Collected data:
----------
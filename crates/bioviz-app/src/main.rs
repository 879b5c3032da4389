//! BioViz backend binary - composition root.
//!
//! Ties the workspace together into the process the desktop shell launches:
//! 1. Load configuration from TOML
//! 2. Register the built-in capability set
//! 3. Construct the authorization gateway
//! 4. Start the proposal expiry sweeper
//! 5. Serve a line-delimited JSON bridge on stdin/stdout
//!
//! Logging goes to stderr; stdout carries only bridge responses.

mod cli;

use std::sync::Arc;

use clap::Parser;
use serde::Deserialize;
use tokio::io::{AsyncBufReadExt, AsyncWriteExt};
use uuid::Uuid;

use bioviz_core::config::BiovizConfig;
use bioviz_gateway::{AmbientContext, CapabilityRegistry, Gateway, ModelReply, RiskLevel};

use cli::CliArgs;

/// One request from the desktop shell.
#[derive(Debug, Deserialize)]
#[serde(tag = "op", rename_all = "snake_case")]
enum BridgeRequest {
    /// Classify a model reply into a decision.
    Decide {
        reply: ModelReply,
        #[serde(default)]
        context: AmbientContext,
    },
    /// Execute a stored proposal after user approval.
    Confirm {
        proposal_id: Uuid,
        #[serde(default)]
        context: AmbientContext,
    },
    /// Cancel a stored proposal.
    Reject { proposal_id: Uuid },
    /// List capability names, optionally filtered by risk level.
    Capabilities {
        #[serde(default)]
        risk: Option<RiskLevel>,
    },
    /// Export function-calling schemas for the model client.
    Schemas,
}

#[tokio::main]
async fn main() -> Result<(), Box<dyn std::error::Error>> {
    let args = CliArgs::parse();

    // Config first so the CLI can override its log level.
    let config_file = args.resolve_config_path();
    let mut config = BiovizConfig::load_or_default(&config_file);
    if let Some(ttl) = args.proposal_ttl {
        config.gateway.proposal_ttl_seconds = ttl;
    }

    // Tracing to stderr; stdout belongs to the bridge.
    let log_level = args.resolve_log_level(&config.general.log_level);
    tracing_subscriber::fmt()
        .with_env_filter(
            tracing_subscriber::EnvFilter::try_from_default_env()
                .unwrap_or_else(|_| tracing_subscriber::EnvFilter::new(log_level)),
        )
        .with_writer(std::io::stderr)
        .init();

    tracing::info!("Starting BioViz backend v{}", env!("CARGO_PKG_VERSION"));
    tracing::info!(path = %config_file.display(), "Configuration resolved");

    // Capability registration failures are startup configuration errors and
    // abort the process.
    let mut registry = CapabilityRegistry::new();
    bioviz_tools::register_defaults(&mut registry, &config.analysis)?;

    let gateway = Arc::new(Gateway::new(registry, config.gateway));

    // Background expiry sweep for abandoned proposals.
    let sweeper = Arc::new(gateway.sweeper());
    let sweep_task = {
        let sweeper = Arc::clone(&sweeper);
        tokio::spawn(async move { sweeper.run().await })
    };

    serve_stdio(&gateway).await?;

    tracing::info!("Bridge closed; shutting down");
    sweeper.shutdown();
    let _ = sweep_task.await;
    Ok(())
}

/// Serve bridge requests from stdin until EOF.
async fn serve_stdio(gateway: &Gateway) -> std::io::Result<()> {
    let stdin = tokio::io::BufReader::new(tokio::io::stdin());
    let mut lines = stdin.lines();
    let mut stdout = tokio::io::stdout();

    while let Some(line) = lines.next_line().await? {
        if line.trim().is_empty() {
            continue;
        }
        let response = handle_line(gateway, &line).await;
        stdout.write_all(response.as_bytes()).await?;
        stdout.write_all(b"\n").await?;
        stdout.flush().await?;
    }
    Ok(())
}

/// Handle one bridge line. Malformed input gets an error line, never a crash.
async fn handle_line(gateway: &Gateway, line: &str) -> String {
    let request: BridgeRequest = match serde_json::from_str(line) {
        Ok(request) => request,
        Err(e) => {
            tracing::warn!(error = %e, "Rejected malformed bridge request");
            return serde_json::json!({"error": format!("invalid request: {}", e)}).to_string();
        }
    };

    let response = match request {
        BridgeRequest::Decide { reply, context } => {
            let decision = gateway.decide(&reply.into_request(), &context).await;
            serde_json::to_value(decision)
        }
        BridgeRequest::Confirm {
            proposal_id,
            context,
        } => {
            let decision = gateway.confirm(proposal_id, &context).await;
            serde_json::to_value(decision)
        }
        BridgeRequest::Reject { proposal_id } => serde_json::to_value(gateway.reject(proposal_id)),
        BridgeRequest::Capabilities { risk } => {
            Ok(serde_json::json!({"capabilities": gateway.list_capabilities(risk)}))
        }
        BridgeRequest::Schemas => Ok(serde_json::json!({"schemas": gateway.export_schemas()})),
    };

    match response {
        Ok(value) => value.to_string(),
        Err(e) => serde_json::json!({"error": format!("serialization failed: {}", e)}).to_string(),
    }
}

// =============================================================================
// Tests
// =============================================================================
----------
**Instructions for the task:**
Each entry above is to be returned exactly as given.

**Response to the task:**
filename crates/bioviz-app/src/main.rs
repository 879b5c3032da4389
//! BioViz backend binary - composition root.
//!
//! Ties the workspace together into the process the desktop shell launches:
//! 1. Load configuration from TOML
//! 2. Register the built-in capability set
//! 3. Construct the authorization gateway
//! 4. Start the proposal expiry sweeper
//! 5. Serve a line-delimited JSON bridge on stdin/stdout
//!
//! Logging goes to stderr; stdout carries only bridge responses.

mod cli;

use std::sync::Arc;

use clap::Parser;
use serde::Deserialize;
use tokio::io::{AsyncBufReadExt, AsyncWriteExt};
use uuid::Uuid;

use bioviz_core::config::BiovizConfig;
use bioviz_gateway::{AmbientContext, CapabilityRegistry, Gateway, ModelReply, RiskLevel};

use cli::CliArgs;

/// One request from the desktop shell.
#[derive(Debug, Deserialize)]
#[serde(tag = "op", rename_all = "snake_case")]
enum BridgeRequest {
    /// Classify a model reply into a decision.
    Decide {
        reply: ModelReply,
        #[serde(default)]
        context: AmbientContext,
    },
    /// Execute a stored proposal after user approval.
    Confirm {
        proposal_id: Uuid,
        #[serde(default)]
        context: AmbientContext,
    },
    /// Cancel a stored proposal.
    Reject { proposal_id: Uuid },
    /// List capability names, optionally filtered by risk level.
    Capabilities {
        #[serde(default)]
        risk: Option<RiskLevel>,
    },
    /// Export function-calling schemas for the model client.
    Schemas,
}

#[tokio::main]
async fn main() -> Result<(), Box<dyn std::error::Error>> {
    let args = CliArgs::parse();

    // Config first so the CLI can override its log level.
    let config_file = args.resolve_config_path();
    let mut config = BiovizConfig::load_or_default(&config_file);
    if let Some(ttl) = args.proposal_ttl {
        config.gateway.proposal_ttl_seconds = ttl;
    }

    // Tracing to stderr; stdout belongs to the bridge.
    let log_level = args.resolve_log_level(&config.general.log_level);
    tracing_subscriber::fmt()
        .with_env_filter(
            tracing_subscriber::EnvFilter::try_from_default_env()
                .unwrap_or_else(|_| tracing_subscriber::EnvFilter::new(log_level)),
        )
        .with_writer(std::io::stderr)
        .init();

    tracing::info!("Starting BioViz backend v{}", env!("CARGO_PKG_VERSION"));
    tracing::info!(path = %config_file.display(), "Configuration resolved");

    // Capability registration failures are startup configuration errors and
    // abort the process.
    let mut registry = CapabilityRegistry::new();
    bioviz_tools::register_defaults(&mut registry, &config.analysis)?;

    let gateway = Arc::new(Gateway::new(registry, config.gateway));

    // Background expiry sweep for abandoned proposals.
    let sweeper = Arc::new(gateway.sweeper());
    let sweep_task = {
        let sweeper = Arc::clone(&sweeper);
        tokio::spawn(async move { sweeper.run().await })
    };

    serve_stdio(&gateway).await?;

    tracing::info!("Bridge closed; shutting down");
    sweeper.shutdown();
    let _ = sweep_task.await;
    Ok(())
}

/// Serve bridge requests from stdin until EOF.
async fn serve_stdio(gateway: &Gateway) -> std::io::Result<()> {
    let stdin = tokio::io::BufReader::new(tokio::io::stdin());
    let mut lines = stdin.lines();
    let mut stdout = tokio::io::stdout();

    while let Some(line) = lines.next_line().await? {
        if line.trim().is_empty() {
            continue;
        }
        let response = handle_line(gateway, &line).await;
        stdout.write_all(response.as_bytes()).await?;
        stdout.write_all(b"\n").await?;
        stdout.flush().await?;
    }
    Ok(())
}

/// Handle one bridge line. Malformed input gets an error line, never a crash.
async fn handle_line(gateway: &Gateway, line: &str) -> String {
    let request: BridgeRequest = match serde_json::from_str(line) {
        Ok(request) => request,
        Err(e) => {
            tracing::warn!(error = %e, "Rejected malformed bridge request");
            return serde_json::json!({"error": format!("invalid request: {}", e)}).to_string();
        }
    };

    let response = match request {
        BridgeRequest::Decide { reply, context } => {
            let decision = gateway.decide(&reply.into_request(), &context).await;
            serde_json::to_value(decision)
        }
        BridgeRequest::Confirm {
            proposal_id,
            context,
        } => {
            let decision = gateway.confirm(proposal_id, &context).await;
            serde_json::to_value(decision)
        }
        BridgeRequest::Reject { proposal_id } => serde_json::to_value(gateway.reject(proposal_id)),
        BridgeRequest::Capabilities { risk } => {
            Ok(serde_json::json!({"capabilities": gateway.list_capabilities(risk)}))
        }
        BridgeRequest::Schemas => Ok(serde_json::json!({"schemas": gateway.export_schemas()})),
    };

    match response {
        Ok(value) => value.to_string(),
        Err(e) => serde_json::json!({"error": format!("serialization failed: {}", e)}).to_string(),
    }
}

// =============================================================================
// Tests
// =============================================================================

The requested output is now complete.